*Task*
Return each line of the data below that contains the string "shutdown".
··· Given entries ···
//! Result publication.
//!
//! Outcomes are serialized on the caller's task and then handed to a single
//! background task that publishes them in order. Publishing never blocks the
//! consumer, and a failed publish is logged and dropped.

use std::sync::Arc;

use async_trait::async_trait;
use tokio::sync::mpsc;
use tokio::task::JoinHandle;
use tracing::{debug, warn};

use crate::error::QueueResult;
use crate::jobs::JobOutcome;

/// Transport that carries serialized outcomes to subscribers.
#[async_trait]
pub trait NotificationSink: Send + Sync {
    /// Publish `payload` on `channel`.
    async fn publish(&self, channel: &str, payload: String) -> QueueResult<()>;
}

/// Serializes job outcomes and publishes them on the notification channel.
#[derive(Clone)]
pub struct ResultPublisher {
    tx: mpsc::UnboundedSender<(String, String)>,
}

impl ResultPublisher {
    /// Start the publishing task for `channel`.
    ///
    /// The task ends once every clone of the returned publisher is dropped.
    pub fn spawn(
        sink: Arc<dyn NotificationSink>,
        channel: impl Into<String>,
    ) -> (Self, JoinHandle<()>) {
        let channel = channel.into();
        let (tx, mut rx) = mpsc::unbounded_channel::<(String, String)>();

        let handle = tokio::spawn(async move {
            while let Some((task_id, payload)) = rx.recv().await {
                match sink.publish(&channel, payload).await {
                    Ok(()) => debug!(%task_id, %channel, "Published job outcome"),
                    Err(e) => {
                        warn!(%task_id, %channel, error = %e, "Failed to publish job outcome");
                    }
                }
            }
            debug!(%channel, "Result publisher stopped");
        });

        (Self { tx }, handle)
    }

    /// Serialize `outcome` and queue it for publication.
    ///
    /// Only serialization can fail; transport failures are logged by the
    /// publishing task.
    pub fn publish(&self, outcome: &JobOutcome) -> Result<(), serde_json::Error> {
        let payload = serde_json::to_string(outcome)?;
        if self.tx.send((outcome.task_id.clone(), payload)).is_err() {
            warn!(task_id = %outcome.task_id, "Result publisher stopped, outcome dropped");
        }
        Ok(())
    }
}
···
··· Given entries ···
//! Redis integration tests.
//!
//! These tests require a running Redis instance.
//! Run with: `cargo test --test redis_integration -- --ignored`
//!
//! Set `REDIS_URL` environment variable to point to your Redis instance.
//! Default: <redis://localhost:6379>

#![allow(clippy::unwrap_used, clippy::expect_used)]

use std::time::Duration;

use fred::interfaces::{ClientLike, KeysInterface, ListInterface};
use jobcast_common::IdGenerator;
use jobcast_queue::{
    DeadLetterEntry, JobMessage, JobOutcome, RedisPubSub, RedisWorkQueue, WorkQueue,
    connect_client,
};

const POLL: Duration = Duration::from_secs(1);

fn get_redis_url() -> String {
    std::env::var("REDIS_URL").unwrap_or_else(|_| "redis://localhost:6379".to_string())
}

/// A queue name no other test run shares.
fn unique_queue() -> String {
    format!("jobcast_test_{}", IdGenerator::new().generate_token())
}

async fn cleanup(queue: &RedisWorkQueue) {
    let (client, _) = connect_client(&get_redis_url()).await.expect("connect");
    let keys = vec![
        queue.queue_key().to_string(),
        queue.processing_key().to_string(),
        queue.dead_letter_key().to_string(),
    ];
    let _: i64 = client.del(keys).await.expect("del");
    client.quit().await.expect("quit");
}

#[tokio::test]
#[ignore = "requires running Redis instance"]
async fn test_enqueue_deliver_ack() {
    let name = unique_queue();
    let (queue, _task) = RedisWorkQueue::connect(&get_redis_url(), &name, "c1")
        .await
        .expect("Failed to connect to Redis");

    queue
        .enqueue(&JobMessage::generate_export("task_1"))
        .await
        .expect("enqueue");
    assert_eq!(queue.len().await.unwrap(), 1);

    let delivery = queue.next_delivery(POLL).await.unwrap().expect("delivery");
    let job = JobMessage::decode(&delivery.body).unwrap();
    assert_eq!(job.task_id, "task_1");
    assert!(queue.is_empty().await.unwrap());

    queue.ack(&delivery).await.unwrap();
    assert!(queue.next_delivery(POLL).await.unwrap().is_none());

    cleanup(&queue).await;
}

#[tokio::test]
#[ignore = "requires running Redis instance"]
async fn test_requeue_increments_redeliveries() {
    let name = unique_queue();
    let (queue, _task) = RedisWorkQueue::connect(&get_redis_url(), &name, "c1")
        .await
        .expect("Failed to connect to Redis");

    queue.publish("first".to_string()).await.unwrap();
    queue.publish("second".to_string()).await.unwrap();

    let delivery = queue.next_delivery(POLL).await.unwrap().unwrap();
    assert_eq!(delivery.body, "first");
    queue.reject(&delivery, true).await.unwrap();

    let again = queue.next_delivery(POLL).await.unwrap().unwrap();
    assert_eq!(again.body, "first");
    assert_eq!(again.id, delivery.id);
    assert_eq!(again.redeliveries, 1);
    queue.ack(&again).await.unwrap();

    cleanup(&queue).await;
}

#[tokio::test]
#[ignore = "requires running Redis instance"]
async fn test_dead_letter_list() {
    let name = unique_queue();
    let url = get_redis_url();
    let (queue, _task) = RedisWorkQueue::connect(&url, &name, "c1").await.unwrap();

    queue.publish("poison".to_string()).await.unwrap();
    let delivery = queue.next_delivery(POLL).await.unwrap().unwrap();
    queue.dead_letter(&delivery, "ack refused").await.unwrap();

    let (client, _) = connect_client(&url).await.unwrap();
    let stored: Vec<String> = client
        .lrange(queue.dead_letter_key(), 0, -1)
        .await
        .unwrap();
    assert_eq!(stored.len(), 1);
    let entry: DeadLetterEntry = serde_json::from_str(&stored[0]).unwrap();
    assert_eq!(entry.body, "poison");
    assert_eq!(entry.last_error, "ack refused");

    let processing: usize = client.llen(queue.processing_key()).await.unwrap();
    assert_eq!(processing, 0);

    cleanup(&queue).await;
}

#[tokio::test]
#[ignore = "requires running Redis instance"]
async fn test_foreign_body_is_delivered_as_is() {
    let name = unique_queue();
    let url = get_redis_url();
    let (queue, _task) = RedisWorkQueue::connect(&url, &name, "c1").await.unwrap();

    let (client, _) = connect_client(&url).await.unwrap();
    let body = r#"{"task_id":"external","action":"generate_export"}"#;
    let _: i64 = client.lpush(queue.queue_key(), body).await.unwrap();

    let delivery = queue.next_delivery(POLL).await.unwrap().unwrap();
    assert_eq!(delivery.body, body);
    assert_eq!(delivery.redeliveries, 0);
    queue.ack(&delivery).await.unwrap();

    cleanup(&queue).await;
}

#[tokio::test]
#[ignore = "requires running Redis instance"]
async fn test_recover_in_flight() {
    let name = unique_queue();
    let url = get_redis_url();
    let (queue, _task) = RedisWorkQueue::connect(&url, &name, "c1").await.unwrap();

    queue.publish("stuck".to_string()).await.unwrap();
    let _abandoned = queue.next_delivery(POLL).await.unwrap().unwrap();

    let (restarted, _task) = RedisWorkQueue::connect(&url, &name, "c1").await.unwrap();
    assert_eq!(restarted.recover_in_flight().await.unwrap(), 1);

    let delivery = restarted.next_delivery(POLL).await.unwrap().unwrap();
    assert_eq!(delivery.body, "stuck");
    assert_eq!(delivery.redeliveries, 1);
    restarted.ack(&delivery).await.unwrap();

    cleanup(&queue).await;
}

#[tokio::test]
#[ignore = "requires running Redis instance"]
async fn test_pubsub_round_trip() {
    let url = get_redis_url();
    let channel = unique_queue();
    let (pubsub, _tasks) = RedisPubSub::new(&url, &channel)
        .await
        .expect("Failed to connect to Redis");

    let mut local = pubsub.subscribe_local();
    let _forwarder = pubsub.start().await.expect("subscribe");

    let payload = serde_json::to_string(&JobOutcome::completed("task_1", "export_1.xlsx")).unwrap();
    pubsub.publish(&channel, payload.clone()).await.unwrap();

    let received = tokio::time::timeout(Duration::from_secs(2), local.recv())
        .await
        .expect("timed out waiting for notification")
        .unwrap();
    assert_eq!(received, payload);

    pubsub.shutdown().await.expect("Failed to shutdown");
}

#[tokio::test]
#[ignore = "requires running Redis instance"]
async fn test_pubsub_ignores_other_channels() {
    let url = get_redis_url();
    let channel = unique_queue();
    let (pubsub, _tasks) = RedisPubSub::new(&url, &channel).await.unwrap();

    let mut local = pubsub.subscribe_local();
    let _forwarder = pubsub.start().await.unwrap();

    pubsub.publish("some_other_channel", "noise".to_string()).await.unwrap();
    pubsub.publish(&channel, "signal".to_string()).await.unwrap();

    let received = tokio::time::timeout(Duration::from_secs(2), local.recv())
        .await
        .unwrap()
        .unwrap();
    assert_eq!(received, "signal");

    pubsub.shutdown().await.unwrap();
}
···
*Solution to this task*
    pubsub.shutdown().await.expect("Failed to shutdown");
    pubsub.shutdown().await.unwrap();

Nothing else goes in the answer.